[Opening INPUT DATA section]

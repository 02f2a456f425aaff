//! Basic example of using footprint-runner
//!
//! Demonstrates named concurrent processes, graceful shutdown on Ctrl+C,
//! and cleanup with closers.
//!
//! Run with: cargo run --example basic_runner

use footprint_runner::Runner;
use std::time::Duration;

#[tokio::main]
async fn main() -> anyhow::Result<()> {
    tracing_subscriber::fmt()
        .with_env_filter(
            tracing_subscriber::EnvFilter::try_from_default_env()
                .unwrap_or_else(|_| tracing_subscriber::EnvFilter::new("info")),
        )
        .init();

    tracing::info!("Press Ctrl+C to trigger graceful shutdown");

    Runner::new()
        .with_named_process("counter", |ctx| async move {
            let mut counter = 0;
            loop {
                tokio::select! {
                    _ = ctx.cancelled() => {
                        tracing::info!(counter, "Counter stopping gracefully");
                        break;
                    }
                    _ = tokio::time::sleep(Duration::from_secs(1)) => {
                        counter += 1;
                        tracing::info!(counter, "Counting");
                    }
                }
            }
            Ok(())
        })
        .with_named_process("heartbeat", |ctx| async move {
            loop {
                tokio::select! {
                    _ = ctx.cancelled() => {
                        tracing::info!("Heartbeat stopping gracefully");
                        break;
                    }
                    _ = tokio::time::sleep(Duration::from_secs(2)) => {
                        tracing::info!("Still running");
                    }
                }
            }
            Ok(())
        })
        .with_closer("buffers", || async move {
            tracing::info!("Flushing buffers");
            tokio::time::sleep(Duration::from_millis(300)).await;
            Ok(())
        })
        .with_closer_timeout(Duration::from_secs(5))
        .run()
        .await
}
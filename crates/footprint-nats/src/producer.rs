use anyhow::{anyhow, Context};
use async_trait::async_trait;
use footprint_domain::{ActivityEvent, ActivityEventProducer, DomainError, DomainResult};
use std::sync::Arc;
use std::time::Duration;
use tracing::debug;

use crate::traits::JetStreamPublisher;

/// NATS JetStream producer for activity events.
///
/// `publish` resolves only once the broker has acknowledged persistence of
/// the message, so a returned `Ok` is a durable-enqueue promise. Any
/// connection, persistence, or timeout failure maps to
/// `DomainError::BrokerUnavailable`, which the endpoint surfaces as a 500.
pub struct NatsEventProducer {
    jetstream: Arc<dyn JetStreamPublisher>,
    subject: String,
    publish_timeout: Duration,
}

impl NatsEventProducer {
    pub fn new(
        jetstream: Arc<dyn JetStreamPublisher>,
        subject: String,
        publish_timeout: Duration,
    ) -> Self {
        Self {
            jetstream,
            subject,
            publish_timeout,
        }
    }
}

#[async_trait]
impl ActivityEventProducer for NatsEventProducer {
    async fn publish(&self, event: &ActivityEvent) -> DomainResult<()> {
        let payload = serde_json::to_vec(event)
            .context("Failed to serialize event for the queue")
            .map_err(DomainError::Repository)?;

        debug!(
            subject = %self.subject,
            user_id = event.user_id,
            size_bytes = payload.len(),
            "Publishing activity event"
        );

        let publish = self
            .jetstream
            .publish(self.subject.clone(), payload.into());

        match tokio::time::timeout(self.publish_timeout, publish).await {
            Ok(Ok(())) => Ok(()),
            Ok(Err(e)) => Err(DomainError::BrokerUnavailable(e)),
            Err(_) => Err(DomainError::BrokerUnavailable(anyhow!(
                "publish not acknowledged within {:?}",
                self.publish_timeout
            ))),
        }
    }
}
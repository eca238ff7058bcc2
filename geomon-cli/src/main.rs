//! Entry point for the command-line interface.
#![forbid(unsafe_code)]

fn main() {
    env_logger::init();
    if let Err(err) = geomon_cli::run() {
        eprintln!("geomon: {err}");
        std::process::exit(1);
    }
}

[Closing INPUT DATA section]

WHAT YOU ARE ASKED TO DO: Return every line holding the word "payload" from the records.

FINISHED EXERCISE:
        let payload = serde_json::to_vec(event)
            size_bytes = payload.len(),
            .publish(self.subject.clone(), payload.into());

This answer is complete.